Task prompt: Each line of the data below from the one holding "self.graph.buffers[buffer.0 as usize].capacity = Some(v" to the one holding "purpose keeps its", inclusive, is to be reproduced exactly; no other line belongs in the answer.

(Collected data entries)

····················

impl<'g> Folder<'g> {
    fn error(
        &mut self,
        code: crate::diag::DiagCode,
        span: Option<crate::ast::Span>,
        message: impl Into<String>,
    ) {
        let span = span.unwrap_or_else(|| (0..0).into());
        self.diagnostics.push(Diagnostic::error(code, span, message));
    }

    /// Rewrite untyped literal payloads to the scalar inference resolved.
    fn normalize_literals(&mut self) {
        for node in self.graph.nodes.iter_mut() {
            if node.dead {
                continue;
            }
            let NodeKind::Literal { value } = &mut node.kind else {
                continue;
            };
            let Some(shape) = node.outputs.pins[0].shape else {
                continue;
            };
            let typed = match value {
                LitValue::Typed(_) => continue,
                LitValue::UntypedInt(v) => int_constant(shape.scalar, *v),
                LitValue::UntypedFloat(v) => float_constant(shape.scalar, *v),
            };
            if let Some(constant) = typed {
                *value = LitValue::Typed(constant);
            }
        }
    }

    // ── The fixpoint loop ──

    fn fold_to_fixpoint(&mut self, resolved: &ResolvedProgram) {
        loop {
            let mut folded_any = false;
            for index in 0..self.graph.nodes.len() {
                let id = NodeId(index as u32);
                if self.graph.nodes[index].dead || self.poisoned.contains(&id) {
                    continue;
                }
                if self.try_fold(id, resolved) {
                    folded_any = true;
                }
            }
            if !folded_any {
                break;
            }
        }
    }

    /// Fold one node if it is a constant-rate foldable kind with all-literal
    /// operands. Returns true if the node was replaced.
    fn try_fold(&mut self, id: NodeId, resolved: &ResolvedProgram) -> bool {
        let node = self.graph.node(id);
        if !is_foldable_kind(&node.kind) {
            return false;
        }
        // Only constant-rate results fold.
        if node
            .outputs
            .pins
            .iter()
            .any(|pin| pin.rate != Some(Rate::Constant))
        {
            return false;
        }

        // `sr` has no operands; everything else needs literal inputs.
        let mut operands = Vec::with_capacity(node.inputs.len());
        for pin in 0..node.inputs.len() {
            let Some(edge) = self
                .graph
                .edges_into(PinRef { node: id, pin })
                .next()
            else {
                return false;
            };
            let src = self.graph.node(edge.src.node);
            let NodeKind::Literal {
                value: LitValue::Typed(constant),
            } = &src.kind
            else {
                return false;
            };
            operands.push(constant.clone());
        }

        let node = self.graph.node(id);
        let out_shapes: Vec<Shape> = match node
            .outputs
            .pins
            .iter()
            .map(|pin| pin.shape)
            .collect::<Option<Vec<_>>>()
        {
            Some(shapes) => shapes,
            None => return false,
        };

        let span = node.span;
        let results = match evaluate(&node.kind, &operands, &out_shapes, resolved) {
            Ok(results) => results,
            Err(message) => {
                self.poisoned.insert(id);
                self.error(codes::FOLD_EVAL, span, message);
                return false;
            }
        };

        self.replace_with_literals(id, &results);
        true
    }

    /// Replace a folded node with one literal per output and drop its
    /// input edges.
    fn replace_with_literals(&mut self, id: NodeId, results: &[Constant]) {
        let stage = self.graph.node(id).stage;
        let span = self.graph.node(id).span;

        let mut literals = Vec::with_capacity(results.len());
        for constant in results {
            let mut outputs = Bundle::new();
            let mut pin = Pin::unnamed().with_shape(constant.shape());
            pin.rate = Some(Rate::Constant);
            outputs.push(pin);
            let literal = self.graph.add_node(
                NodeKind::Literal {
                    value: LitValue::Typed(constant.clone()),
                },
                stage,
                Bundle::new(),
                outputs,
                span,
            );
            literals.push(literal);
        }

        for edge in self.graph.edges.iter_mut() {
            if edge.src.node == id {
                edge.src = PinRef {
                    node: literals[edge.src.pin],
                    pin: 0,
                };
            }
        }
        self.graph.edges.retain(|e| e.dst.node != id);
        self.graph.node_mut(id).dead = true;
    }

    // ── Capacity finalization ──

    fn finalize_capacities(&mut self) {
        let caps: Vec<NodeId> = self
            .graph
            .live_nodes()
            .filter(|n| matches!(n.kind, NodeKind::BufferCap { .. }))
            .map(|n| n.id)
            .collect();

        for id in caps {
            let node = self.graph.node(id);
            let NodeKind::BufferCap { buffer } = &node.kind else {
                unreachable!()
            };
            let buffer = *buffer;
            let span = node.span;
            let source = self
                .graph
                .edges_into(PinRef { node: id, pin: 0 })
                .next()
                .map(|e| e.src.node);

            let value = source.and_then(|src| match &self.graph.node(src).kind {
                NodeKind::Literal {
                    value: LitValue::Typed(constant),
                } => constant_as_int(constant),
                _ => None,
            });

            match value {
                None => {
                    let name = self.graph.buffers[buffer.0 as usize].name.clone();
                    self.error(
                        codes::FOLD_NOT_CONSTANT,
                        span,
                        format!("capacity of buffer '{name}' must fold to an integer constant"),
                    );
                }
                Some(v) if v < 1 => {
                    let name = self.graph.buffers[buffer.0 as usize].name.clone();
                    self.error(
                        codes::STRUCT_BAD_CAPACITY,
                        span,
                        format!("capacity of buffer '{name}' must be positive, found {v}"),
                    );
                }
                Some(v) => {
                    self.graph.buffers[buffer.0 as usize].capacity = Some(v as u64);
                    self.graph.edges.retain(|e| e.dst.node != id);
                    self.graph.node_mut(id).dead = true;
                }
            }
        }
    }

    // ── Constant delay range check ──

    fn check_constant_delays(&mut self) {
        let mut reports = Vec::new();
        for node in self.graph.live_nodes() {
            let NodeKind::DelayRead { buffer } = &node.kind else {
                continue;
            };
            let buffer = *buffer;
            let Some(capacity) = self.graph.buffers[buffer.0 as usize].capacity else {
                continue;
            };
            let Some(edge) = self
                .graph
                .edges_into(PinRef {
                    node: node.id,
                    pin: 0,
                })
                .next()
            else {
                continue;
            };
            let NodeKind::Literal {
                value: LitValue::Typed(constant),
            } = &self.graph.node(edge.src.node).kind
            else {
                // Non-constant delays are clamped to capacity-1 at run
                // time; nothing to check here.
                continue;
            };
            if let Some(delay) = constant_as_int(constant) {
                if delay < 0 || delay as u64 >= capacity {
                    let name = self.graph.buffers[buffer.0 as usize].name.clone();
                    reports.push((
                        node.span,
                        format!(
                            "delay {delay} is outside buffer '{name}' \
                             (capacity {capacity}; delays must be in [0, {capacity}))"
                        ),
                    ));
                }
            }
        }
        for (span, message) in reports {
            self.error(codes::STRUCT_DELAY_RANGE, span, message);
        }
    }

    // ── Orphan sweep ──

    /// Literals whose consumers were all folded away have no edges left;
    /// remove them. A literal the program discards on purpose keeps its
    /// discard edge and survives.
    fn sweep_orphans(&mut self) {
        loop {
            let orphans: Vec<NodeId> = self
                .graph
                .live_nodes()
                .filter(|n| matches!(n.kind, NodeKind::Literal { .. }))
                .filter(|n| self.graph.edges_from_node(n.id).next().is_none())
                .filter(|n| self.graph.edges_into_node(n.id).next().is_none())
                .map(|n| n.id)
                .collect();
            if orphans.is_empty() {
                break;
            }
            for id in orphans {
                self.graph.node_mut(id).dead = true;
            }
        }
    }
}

····················

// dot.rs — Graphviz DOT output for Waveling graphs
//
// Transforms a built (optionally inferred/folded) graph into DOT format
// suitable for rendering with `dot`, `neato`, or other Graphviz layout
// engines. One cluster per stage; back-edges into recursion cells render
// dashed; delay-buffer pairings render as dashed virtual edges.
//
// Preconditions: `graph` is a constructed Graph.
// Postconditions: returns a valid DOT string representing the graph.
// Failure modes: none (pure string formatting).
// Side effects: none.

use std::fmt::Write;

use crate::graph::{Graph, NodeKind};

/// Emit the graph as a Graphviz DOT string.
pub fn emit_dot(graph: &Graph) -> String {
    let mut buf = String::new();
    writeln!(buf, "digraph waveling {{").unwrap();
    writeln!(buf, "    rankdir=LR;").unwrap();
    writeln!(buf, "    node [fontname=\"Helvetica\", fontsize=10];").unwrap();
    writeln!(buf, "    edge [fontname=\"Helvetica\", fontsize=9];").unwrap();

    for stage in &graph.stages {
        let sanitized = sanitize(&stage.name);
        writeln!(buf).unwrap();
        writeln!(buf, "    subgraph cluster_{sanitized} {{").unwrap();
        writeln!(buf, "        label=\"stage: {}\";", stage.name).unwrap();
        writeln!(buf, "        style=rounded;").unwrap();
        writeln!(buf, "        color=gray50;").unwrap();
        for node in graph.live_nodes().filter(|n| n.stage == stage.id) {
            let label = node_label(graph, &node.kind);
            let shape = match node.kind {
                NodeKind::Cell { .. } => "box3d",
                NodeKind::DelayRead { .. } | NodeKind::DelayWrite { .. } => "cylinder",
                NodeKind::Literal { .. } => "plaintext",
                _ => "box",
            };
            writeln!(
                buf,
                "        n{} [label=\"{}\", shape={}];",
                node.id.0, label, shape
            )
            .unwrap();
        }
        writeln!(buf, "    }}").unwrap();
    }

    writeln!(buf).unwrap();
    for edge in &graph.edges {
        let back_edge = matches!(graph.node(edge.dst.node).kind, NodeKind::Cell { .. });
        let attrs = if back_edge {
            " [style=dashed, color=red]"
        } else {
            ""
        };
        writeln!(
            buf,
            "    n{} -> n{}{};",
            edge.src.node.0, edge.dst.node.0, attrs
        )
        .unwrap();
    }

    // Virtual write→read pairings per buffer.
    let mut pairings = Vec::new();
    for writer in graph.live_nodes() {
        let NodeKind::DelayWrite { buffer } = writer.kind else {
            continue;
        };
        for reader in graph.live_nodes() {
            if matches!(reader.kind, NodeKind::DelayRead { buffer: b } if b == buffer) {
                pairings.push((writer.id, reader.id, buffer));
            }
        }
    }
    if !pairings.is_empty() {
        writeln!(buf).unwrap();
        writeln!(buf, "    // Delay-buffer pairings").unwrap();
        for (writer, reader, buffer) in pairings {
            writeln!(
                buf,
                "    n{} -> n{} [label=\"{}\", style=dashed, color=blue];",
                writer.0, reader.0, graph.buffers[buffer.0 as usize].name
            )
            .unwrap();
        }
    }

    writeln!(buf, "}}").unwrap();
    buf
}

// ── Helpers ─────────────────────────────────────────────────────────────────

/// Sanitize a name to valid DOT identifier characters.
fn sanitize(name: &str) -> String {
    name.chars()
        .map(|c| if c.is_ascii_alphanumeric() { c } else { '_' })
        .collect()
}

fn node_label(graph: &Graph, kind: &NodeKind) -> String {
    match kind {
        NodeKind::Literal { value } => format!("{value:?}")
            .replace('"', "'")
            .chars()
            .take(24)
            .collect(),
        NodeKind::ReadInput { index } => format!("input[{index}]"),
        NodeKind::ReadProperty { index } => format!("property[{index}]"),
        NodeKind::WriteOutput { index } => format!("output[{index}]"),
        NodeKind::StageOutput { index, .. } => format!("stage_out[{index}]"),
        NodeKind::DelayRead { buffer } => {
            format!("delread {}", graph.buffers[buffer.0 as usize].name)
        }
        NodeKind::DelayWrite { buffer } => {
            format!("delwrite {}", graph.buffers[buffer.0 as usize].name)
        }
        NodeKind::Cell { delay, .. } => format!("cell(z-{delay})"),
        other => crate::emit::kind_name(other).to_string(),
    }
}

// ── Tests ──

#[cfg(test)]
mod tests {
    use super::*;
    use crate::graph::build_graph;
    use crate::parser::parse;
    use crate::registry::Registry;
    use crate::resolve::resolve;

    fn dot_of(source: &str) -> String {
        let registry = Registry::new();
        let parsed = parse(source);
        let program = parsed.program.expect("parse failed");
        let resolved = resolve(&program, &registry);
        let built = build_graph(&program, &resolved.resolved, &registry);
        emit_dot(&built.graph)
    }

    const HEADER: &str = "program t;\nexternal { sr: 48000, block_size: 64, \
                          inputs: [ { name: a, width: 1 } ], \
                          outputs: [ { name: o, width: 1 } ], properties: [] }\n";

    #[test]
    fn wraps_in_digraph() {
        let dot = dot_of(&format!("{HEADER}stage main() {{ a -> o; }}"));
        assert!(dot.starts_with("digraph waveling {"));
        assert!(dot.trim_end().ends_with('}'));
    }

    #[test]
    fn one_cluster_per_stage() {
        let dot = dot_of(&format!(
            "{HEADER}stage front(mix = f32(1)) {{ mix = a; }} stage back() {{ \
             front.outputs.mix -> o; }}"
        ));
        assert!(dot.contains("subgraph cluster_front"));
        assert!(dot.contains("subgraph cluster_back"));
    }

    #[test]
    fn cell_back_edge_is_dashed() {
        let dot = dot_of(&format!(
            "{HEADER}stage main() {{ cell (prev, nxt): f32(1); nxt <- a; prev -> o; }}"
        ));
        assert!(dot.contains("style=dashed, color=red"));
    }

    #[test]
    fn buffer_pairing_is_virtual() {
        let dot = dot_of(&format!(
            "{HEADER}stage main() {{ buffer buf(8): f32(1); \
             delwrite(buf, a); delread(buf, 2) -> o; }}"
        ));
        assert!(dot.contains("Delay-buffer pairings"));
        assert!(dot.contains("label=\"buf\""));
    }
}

····················

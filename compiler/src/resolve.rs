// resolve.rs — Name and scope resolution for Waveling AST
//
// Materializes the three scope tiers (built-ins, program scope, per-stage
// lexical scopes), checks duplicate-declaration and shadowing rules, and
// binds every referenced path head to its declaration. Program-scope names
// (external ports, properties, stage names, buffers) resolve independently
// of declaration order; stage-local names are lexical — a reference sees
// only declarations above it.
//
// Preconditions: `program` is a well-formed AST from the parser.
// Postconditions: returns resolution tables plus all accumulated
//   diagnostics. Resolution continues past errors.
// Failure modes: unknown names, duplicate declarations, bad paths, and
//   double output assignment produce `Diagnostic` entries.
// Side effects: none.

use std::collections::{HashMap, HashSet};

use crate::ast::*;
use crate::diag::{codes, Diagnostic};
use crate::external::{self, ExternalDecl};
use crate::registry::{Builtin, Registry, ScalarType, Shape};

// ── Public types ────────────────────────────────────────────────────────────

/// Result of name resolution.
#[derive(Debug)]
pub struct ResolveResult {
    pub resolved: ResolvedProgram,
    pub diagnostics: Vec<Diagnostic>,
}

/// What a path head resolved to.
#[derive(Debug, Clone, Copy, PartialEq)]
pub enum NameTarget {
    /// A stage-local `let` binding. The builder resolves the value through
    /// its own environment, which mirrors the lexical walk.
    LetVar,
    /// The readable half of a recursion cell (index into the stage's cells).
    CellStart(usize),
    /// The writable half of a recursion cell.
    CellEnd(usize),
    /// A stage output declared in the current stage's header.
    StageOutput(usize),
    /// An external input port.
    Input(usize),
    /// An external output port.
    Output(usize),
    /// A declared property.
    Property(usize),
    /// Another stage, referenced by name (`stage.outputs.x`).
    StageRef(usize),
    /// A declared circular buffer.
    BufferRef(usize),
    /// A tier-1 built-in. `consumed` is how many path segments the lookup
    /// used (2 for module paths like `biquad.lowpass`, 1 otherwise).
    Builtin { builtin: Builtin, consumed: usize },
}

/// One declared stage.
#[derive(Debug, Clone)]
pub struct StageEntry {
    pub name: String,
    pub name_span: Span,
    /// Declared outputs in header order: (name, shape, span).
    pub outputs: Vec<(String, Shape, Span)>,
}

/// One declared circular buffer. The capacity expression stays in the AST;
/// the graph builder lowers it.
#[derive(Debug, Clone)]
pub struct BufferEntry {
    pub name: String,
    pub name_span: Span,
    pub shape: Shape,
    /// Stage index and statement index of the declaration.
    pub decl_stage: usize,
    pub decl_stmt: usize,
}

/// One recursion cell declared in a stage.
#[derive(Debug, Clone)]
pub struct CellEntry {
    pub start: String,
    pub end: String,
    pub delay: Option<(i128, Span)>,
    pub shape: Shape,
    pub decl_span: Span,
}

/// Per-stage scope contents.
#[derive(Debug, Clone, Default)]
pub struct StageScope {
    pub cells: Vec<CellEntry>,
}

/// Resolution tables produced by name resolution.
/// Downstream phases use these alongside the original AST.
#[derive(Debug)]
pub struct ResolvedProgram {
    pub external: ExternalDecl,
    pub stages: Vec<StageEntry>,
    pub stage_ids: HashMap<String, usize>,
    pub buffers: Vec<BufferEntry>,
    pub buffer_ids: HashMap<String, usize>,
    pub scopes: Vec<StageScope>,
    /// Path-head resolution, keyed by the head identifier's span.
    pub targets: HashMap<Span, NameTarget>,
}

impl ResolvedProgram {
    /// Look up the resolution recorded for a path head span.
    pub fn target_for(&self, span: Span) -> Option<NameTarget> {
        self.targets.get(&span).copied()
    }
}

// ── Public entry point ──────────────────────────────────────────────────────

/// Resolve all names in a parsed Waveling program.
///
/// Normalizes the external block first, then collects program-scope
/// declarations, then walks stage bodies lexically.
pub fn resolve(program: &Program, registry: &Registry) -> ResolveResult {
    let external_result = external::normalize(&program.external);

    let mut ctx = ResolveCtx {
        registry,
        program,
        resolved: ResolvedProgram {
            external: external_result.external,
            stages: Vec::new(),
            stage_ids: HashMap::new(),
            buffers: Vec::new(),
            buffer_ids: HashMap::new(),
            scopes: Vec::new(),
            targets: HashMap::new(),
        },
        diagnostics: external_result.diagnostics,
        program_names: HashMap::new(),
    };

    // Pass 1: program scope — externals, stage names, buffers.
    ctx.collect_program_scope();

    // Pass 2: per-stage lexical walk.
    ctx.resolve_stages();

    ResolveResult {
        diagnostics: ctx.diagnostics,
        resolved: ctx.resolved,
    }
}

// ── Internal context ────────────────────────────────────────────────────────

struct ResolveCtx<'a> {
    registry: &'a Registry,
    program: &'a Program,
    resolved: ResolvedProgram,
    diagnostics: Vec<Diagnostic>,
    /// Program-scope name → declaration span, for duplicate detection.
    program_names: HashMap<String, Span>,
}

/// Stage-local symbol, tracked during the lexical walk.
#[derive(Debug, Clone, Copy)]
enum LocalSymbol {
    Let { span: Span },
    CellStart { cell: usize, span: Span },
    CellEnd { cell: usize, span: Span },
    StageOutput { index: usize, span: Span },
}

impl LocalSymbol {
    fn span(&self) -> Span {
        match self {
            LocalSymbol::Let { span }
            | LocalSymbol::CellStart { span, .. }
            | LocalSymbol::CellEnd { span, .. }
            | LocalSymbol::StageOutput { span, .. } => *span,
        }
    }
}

····················

Response for this exercise:
                    self.graph.buffers[buffer.0 as usize].capacity = Some(v as u64);
                    self.graph.edges.retain(|e| e.dst.node != id);
                    self.graph.node_mut(id).dead = true;
                }
            }
        }
    }

    // ── Constant delay range check ──

    fn check_constant_delays(&mut self) {
        let mut reports = Vec::new();
        for node in self.graph.live_nodes() {
            let NodeKind::DelayRead { buffer } = &node.kind else {
                continue;
            };
            let buffer = *buffer;
            let Some(capacity) = self.graph.buffers[buffer.0 as usize].capacity else {
                continue;
            };
            let Some(edge) = self
                .graph
                .edges_into(PinRef {
                    node: node.id,
                    pin: 0,
                })
                .next()
            else {
                continue;
            };
            let NodeKind::Literal {
                value: LitValue::Typed(constant),
            } = &self.graph.node(edge.src.node).kind
            else {
                // Non-constant delays are clamped to capacity-1 at run
                // time; nothing to check here.
                continue;
            };
            if let Some(delay) = constant_as_int(constant) {
                if delay < 0 || delay as u64 >= capacity {
                    let name = self.graph.buffers[buffer.0 as usize].name.clone();
                    reports.push((
                        node.span,
                        format!(
                            "delay {delay} is outside buffer '{name}' \
                             (capacity {capacity}; delays must be in [0, {capacity}))"
                        ),
                    ));
                }
            }
        }
        for (span, message) in reports {
            self.error(codes::STRUCT_DELAY_RANGE, span, message);
        }
    }

    // ── Orphan sweep ──

    /// Literals whose consumers were all folded away have no edges left;
    /// remove them. A literal the program discards on purpose keeps its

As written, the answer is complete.